可是古菱齿象体型巨大,怎么能被古人捕获呢?随着挖掘的继续深入,我们根据地形,结合土壤成分分析,推测在十万年前,古人在水边取水时,发现了深陷在泥塘里的古菱齿象,才有机会捕获,也才有了这件珍贵的象牙制铲形器。
“盲盒”的开启能带来惊喜,也常避免不了遗憾。随着出土的骨骼与石器越来越多,我们发现,在漫长历史中,受自然及人类活动的影响,许多地层信息被破坏了,挖掘出的很多材料信息难以确认,我们只能将这部分材料“束之高阁”。
雨季之前的抢救性发掘,给了我们很大压力。在当地相关部门的协助下,我们寻找防水布料,组织施工,终于在雨季来临前做好了遗迹保护的基础工作。之前那些未能利用的材料,成为我们心中永远的遗憾。
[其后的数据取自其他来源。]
// SPDX-License-Identifier: PolyForm-Noncommercial-1.0.0
// Copyright (c) 2025 Sylvex. All rights reserved.

//! `uasrv run`

use crate::cli::{Cli, RunArgs};
use crate::error::BinResult;
use crate::runtime::RuntimeBuilder;

/// Serves until a signal or shutdown request arrives.
pub async fn run(cli: &Cli, RunArgs { port, bind }: RunArgs) -> BinResult<()> {
    RuntimeBuilder::new()
        .config_path(&cli.config)
        .port(port)
        .bind_address(bind)
        .build()?
        .run()
        .await
}
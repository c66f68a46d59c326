// SPDX-License-Identifier: PolyForm-Noncommercial-1.0.0
// Copyright (c) 2025 Sylvex. All rights reserved.

//! Messages exchanged between connection tasks, timers and the engine.
//!
//! ```text
//!  connection task ──EngineEvent──►┐
//!                                  ├──► engine task ──Outbound──► connection task
//!  TimerHandle ──────TimerEvent───►┘
//! ```
//!
//! Lifecycle notifications for embedders are [`ServerEvent`]s delivered
//! through an `ObserverList`.

use std::net::SocketAddr;

use bytes::Bytes;
use tokio::sync::{mpsc, oneshot};
use uasrv_core::{ChannelId, MonitoredItemId, RequestId, SessionId, SubscriptionId};

use crate::engine::EngineDiagnostics;

/// Commands sent to the engine by connection tasks and the server handle.
#[derive(Debug)]
pub enum EngineEvent {
    /// A channel completed its handshake.
    ChannelOpened {
        /// Channel id.
        channel_id: ChannelId,
        /// Where the engine sends responses for this channel.
        outbound: mpsc::UnboundedSender<Outbound>,
    },
    /// A channel is gone.
    ChannelClosed {
        /// Channel id.
        channel_id: ChannelId,
    },
    /// A service request arrived.
    Request {
        /// Originating channel.
        channel_id: ChannelId,
        /// Request id to answer with.
        request_id: RequestId,
        /// Encoded request.
        payload: Bytes,
    },
    /// Diagnostics query.
    Diagnostics {
        /// Reply slot.
        reply: oneshot::Sender<EngineDiagnostics>,
    },
    /// Close every session and stop.
    Shutdown {
        /// Signalled once all sessions are closed.
        done: oneshot::Sender<()>,
    },
}

/// Ticks produced by timers owned by engine entities.
#[derive(Debug, Clone, Copy, PartialEq, Eq)]
pub enum TimerEvent {
    /// A subscription's publishing interval elapsed.
    SubscriptionTick {
        /// Owning session.
        session_id: SessionId,
        /// Subscription.
        subscription_id: SubscriptionId,
    },
    /// A monitored item's sampling interval elapsed.
    SamplingTick {
        /// Owning session.
        session_id: SessionId,
        /// Owning subscription.
        subscription_id: SubscriptionId,
        /// Item.
        item_id: MonitoredItemId,
    },
    /// Session expiry and publish request timeout sweep.
    Housekeeping,
}

/// Messages the engine sends to a connection task.
#[derive(Debug, Clone, PartialEq, Eq)]
pub enum Outbound {
    /// A response to send on the channel.
    Response {
        /// Request being answered.
        request_id: RequestId,
        /// Encoded response.
        payload: Bytes,
    },
    /// A session was activated on this channel.
    AttachSession(SessionId),
    /// A session left this channel.
    DetachSession(SessionId),
}

/// Lifecycle notifications published to server observers.
#[derive(Debug, Clone, PartialEq, Eq)]
pub enum ServerEvent {
    /// A connection was admitted.
    ChannelOpened {
        /// Channel id.
        channel_id: ChannelId,
        /// Remote address.
        peer: SocketAddr,
    },
    /// A channel was unregistered.
    ChannelClosed {
        /// Channel id.
        channel_id: ChannelId,
    },
    /// An idle channel was closed to admit a new connection.
    ChannelEvicted {
        /// Channel id.
        channel_id: ChannelId,
    },
    /// A connection was refused.
    ConnectionRefused {
        /// Remote address.
        peer: SocketAddr,
    },
    /// A session was created.
    SessionCreated {
        /// Session id.
        session_id: SessionId,
        /// Creating channel.
        channel_id: ChannelId,
    },
    /// A session was activated on a channel.
    SessionActivated {
        /// Session id.
        session_id: SessionId,
        /// Bound channel.
        channel_id: ChannelId,
    },
    /// A session was closed by its client.
    SessionClosed {
        /// Session id.
        session_id: SessionId,
    },
    /// A session timed out.
    SessionExpired {
        /// Session id.
        session_id: SessionId,
    },
    /// A subscription was created.
    SubscriptionCreated {
        /// Owning session.
        session_id: SessionId,
        /// Subscription id.
        subscription_id: SubscriptionId,
    },
    /// A subscription was deleted.
    SubscriptionDeleted {
        /// Owning session.
        session_id: SessionId,
        /// Subscription id.
        subscription_id: SubscriptionId,
    },
    /// A subscription reached its lifetime count.
    SubscriptionExpired {
        /// Owning session.
        session_id: SessionId,
        /// Subscription id.
        subscription_id: SubscriptionId,
    },
}
/// Result of one publishing tick.
#[derive(Debug, Clone, Copy, PartialEq, Eq)]
pub enum TickOutcome {
    /// Nothing to report.
    Idle,
    /// A notification message is pending.
    Notification,
    /// The keep-alive count was reached.
    KeepAlive {
        /// Sequence number the next message will carry.
        next_sequence_number: u32,
    },
    /// The lifetime count was reached. The subscription is terminated.
    Expired,
}

/// Per-subscription counters.
#[derive(Debug, Clone, Copy, Default, PartialEq, Eq, Serialize)]
pub struct SubscriptionDiagnostics {
    /// Messages produced.
    pub notification_messages: u64,
    /// Data change notifications produced.
    pub data_change_notifications: u64,
    /// Keep-alive messages delivered.
    pub keep_alive_messages: u64,
    /// Publish responses delivered.
    pub publish_responses: u64,
    /// Times the subscription went late.
    pub late_count: u64,
    /// Republish requests received.
    pub republish_requests: u64,
    /// Republish requests answered with a message.
    pub republish_messages: u64,
    /// Acknowledgements applied.
    pub acknowledgements: u64,
    /// Retransmission entries dropped unacknowledged.
    pub discarded_messages: u64,
}

// =============================================================================
// Subscription
// =============================================================================

#[derive(Debug)]
struct SentMessage {
    message: NotificationMessage,
    sent_at_tick: u64,
}

/// A subscription and its monitored items.
#[derive(Debug)]
pub struct Subscription {
    id: SubscriptionId,
    session_id: SessionId,
    params: SubscriptionParameters,
    max_monitored_items: usize,
    state: SubscriptionState,
    next_sequence_number: u32,
    lifetime_counter: u32,
    keep_alive_counter: u32,
    ticks: u64,
    pending: VecDeque<NotificationMessage>,
    sent: BTreeMap<u32, SentMessage>,
    items: BTreeMap<MonitoredItemId, MonitoredItem>,
    item_ids: IdSequence,
    sink: mpsc::Sender<TimerEvent>,
    timer: TimerHandle,
    diagnostics: SubscriptionDiagnostics,
}
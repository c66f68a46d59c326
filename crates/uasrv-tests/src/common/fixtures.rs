// SPDX-License-Identifier: PolyForm-Noncommercial-1.0.0
// Copyright (c) 2025 Sylvex. All rights reserved.

//! # Test Fixtures
//!
//! Pre-built server configurations, node ids and config file contents.

use std::sync::Arc;

use uasrv_config::ServerConfig;
use uasrv_core::{NodeId, Variant};
use uasrv_server::MemoryAddressSpace;
use uasrv_server::address_space::reference_types;

// =============================================================================
// Config Fixtures
// =============================================================================

/// Server configurations for integration tests.
pub struct ConfigFixtures;

impl ConfigFixtures {
    /// Loopback on an ephemeral port with defaults otherwise.
    pub fn local() -> ServerConfig {
        let mut config = ServerConfig::default();
        config.server.bind_address = "127.0.0.1".parse().expect("loopback address");
        config.server.port = 0;
        config
    }

    /// Loopback config with a connection cap and admission wait.
    pub fn with_connection_cap(max_connections: usize, timeout_ms: u64) -> ServerConfig {
        let mut config = Self::local();
        config.server.max_connections = max_connections;
        config.server.timeout_ms = timeout_ms;
        config
    }

    /// Loopback config tuned for fast publishing: 50 ms floor on both the
    /// publishing and sampling intervals.
    pub fn fast_publishing() -> ServerConfig {
        let mut config = Self::local();
        config.subscription.min_publishing_interval_ms = 50;
        config.monitored_item.min_sampling_interval_ms = 50;
        config
    }
}

// =============================================================================
// Node Fixtures
// =============================================================================

/// Well-known nodes of [`populated_space`].
pub struct NodeFixtures;

impl NodeFixtures {
    /// Folder with [`Self::FOLDER_CHILDREN`] variables.
    pub fn folder() -> NodeId {
        NodeId::string(2, "Plant")
    }

    /// Number of children under [`Self::folder`].
    pub const FOLDER_CHILDREN: usize = 5;

    /// The i-th child variable of the folder.
    pub fn child(index: usize) -> NodeId {
        NodeId::string(2, format!("Plant.Sensor{index}"))
    }

    /// Browse name of the i-th child.
    pub fn child_name(index: usize) -> String {
        format!("Sensor{index}")
    }

    /// A writable numeric variable.
    pub fn temperature() -> NodeId {
        NodeId::numeric(2, 1001)
    }

    /// A second numeric variable.
    pub fn pressure() -> NodeId {
        NodeId::numeric(2, 1002)
    }

    /// A node that does not exist.
    pub fn missing() -> NodeId {
        NodeId::numeric(2, 9999)
    }
}

/// Builds an address space with a folder of five sensors and two writable
/// variables.
pub fn populated_space() -> Arc<MemoryAddressSpace> {
    let space = Arc::new(MemoryAddressSpace::new());

    space.add_object(NodeFixtures::folder(), "Plant");
    for index in 0..NodeFixtures::FOLDER_CHILDREN {
        let child = NodeFixtures::child(index);
        space.add_variable(child.clone(), NodeFixtures::child_name(index), index as i32);
        space.add_reference(&NodeFixtures::folder(), reference_types::organizes(), &child);
    }

    space.add_variable(NodeFixtures::temperature(), "Temperature", 20.0f64);
    space.add_variable(NodeFixtures::pressure(), "Pressure", Variant::Double(1.0));
    space
}

// =============================================================================
// Config File Fixtures
// =============================================================================

/// Config file contents in every supported format.
pub struct ConfigFileFixtures;

impl ConfigFileFixtures {
    /// YAML document.
    pub const YAML: &'static str = r#"
server:
  bind_address: 127.0.0.1
  port: 4841
  max_connections: 8
session:
  max_sessions: 16
subscription:
  default_keep_alive_count: 5
logging:
  level: debug
  format: json
"#;

    /// TOML document.
    pub const TOML: &'static str = r#"
[server]
bind_address = "127.0.0.1"
port = 4842
max_connections = 8

[session]
max_sessions = 16

[monitored_item]
default_queue_size = 4
discard_oldest = false
"#;

    /// JSON document.
    pub const JSON: &'static str = r#"{
  "server": { "bind_address": "127.0.0.1", "port": 4843, "max_connections": 8 },
  "session": { "max_sessions": 16, "max_continuation_points": 3 },
  "logging": { "level": "warn", "format": "compact" }
}"#;

    /// Document that parses but fails validation.
    pub const INVALID_YAML: &'static str = r#"
server:
  port: 4840
  max_connections: 0
"#;

    /// Document that does not parse.
    pub const MALFORMED_TOML: &'static str = "[server\nport = ";

    /// YAML with a defaulted placeholder for the port.
    pub const PLACEHOLDER_YAML: &'static str = r#"
server:
  bind_address: 127.0.0.1
  port: ${UASRV_TEST_UNSET_PORT_VARIABLE:4901}
"#;
}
开完“盲盒”,就到了“拼图”环节。在实验室内,CT分析、铀系法测年、古DNA检测都不可缺少,它们与影像学、年代学、基因组学、人工智能等学科整合在一起,就像是揭开人类密码的一片片拼图。只有把它们“拼”在一起,我们的工作才能更精确地揭示古代遗存的面貌和特征,更广泛地提取考古遗存包含的多样化信息。
如今,我和我的团队已经在沂水跋山遗址工作了3年。我们每天伴着初升的红日、薄纱般的晨雾上工,伴着惬意的晚风、热烈的晚霞收工,在这样的美丽景致中,用敬畏之心与古人对话,用我们考古发现的“钥匙”破解远古时代人类之谜。这是我一生中最美的时光。